**TASK INSTRUCTIONS**
Transcribe all records exactly.
*** Block opens ***
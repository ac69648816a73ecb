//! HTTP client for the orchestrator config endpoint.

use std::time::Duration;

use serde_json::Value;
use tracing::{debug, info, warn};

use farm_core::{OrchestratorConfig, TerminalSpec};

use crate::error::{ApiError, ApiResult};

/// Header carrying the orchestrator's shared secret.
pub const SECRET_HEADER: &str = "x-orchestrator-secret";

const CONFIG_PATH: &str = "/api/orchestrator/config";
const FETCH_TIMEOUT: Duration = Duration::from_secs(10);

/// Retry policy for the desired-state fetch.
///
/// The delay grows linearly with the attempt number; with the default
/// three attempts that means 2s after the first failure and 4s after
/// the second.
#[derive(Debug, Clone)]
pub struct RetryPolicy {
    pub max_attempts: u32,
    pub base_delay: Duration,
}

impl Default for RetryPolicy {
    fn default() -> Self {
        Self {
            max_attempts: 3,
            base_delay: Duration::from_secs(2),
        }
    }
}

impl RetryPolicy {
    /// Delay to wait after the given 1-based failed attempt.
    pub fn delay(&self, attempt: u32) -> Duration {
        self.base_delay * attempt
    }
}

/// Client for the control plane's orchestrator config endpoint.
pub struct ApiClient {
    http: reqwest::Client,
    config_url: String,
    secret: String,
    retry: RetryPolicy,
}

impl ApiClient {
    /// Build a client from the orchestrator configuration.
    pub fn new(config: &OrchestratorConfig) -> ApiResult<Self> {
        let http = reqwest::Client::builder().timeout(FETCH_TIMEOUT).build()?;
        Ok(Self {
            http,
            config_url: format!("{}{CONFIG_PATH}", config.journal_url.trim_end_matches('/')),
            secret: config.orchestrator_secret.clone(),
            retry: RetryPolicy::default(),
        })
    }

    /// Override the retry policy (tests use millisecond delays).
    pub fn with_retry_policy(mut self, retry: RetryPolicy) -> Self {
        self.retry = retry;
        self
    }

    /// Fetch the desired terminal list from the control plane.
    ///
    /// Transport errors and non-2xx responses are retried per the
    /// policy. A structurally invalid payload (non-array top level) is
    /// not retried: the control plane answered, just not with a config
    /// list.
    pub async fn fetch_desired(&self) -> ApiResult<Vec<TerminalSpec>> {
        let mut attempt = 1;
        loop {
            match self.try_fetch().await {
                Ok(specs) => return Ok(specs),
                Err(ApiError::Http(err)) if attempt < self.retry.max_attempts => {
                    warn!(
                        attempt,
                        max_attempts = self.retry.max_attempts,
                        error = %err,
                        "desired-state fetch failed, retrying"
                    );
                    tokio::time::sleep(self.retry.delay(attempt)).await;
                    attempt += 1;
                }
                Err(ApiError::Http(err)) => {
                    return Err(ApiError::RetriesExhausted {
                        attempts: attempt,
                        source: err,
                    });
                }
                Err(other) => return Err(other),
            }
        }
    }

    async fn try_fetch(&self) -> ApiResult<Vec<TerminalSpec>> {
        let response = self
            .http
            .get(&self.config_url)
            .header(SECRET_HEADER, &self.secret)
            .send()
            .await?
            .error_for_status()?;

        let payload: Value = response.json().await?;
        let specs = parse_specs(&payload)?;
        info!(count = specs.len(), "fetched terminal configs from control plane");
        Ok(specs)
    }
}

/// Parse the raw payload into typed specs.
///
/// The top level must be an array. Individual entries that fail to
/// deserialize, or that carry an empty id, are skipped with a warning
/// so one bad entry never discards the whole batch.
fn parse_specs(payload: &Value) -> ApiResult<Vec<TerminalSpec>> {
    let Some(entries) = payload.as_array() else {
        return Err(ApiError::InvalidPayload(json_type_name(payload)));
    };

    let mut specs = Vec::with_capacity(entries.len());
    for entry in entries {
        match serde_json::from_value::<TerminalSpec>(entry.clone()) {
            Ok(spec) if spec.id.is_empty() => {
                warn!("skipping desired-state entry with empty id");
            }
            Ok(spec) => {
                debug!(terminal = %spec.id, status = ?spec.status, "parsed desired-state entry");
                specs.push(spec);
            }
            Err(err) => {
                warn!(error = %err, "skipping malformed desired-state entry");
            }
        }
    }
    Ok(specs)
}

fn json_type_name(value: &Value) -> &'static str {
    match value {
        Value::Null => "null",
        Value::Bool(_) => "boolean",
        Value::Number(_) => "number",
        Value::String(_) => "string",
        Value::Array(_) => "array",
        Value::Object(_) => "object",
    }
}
*** Block closes ***
**ANSWER SPACE**
repository ac69648816a73ecb
//! HTTP client for the orchestrator config endpoint.

use std::time::Duration;

use serde_json::Value;
use tracing::{debug, info, warn};

use farm_core::{OrchestratorConfig, TerminalSpec};

use crate::error::{ApiError, ApiResult};

/// Header carrying the orchestrator's shared secret.
pub const SECRET_HEADER: &str = "x-orchestrator-secret";

const CONFIG_PATH: &str = "/api/orchestrator/config";
const FETCH_TIMEOUT: Duration = Duration::from_secs(10);

/// Retry policy for the desired-state fetch.
///
/// The delay grows linearly with the attempt number; with the default
/// three attempts that means 2s after the first failure and 4s after
/// the second.
#[derive(Debug, Clone)]
pub struct RetryPolicy {
    pub max_attempts: u32,
    pub base_delay: Duration,
}

impl Default for RetryPolicy {
    fn default() -> Self {
        Self {
            max_attempts: 3,
            base_delay: Duration::from_secs(2),
        }
    }
}

impl RetryPolicy {
    /// Delay to wait after the given 1-based failed attempt.
    pub fn delay(&self, attempt: u32) -> Duration {
        self.base_delay * attempt
    }
}

/// Client for the control plane's orchestrator config endpoint.
pub struct ApiClient {
    http: reqwest::Client,
    config_url: String,
    secret: String,
    retry: RetryPolicy,
}

impl ApiClient {
    /// Build a client from the orchestrator configuration.
    pub fn new(config: &OrchestratorConfig) -> ApiResult<Self> {
        let http = reqwest::Client::builder().timeout(FETCH_TIMEOUT).build()?;
        Ok(Self {
            http,
            config_url: format!("{}{CONFIG_PATH}", config.journal_url.trim_end_matches('/')),
            secret: config.orchestrator_secret.clone(),
            retry: RetryPolicy::default(),
        })
    }

    /// Override the retry policy (tests use millisecond delays).
    pub fn with_retry_policy(mut self, retry: RetryPolicy) -> Self {
        self.retry = retry;
        self
    }

    /// Fetch the desired terminal list from the control plane.
    ///
    /// Transport errors and non-2xx responses are retried per the
    /// policy. A structurally invalid payload (non-array top level) is
    /// not retried: the control plane answered, just not with a config
    /// list.
    pub async fn fetch_desired(&self) -> ApiResult<Vec<TerminalSpec>> {
        let mut attempt = 1;
        loop {
            match self.try_fetch().await {
                Ok(specs) => return Ok(specs),
                Err(ApiError::Http(err)) if attempt < self.retry.max_attempts => {
                    warn!(
                        attempt,
                        max_attempts = self.retry.max_attempts,
                        error = %err,
                        "desired-state fetch failed, retrying"
                    );
                    tokio::time::sleep(self.retry.delay(attempt)).await;
                    attempt += 1;
                }
                Err(ApiError::Http(err)) => {
                    return Err(ApiError::RetriesExhausted {
                        attempts: attempt,
                        source: err,
                    });
                }
                Err(other) => return Err(other),
            }
        }
    }

    async fn try_fetch(&self) -> ApiResult<Vec<TerminalSpec>> {
        let response = self
            .http
            .get(&self.config_url)
            .header(SECRET_HEADER, &self.secret)
            .send()
            .await?
            .error_for_status()?;

        let payload: Value = response.json().await?;
        let specs = parse_specs(&payload)?;
        info!(count = specs.len(), "fetched terminal configs from control plane");
        Ok(specs)
    }
}

/// Parse the raw payload into typed specs.
///
/// The top level must be an array. Individual entries that fail to
/// deserialize, or that carry an empty id, are skipped with a warning
/// so one bad entry never discards the whole batch.
fn parse_specs(payload: &Value) -> ApiResult<Vec<TerminalSpec>> {
    let Some(entries) = payload.as_array() else {
        return Err(ApiError::InvalidPayload(json_type_name(payload)));
    };

    let mut specs = Vec::with_capacity(entries.len());
    for entry in entries {
        match serde_json::from_value::<TerminalSpec>(entry.clone()) {
            Ok(spec) if spec.id.is_empty() => {
                warn!("skipping desired-state entry with empty id");
            }
            Ok(spec) => {
                debug!(terminal = %spec.id, status = ?spec.status, "parsed desired-state entry");
                specs.push(spec);
            }
            Err(err) => {
                warn!(error = %err, "skipping malformed desired-state entry");
            }
        }
    }
    Ok(specs)
}

fn json_type_name(value: &Value) -> &'static str {
    match value {
        Value::Null => "null",
        Value::Bool(_) => "boolean",
        Value::Number(_) => "number",
        Value::String(_) => "string",
        Value::Array(_) => "array",
        Value::Object(_) => "object",
    }
}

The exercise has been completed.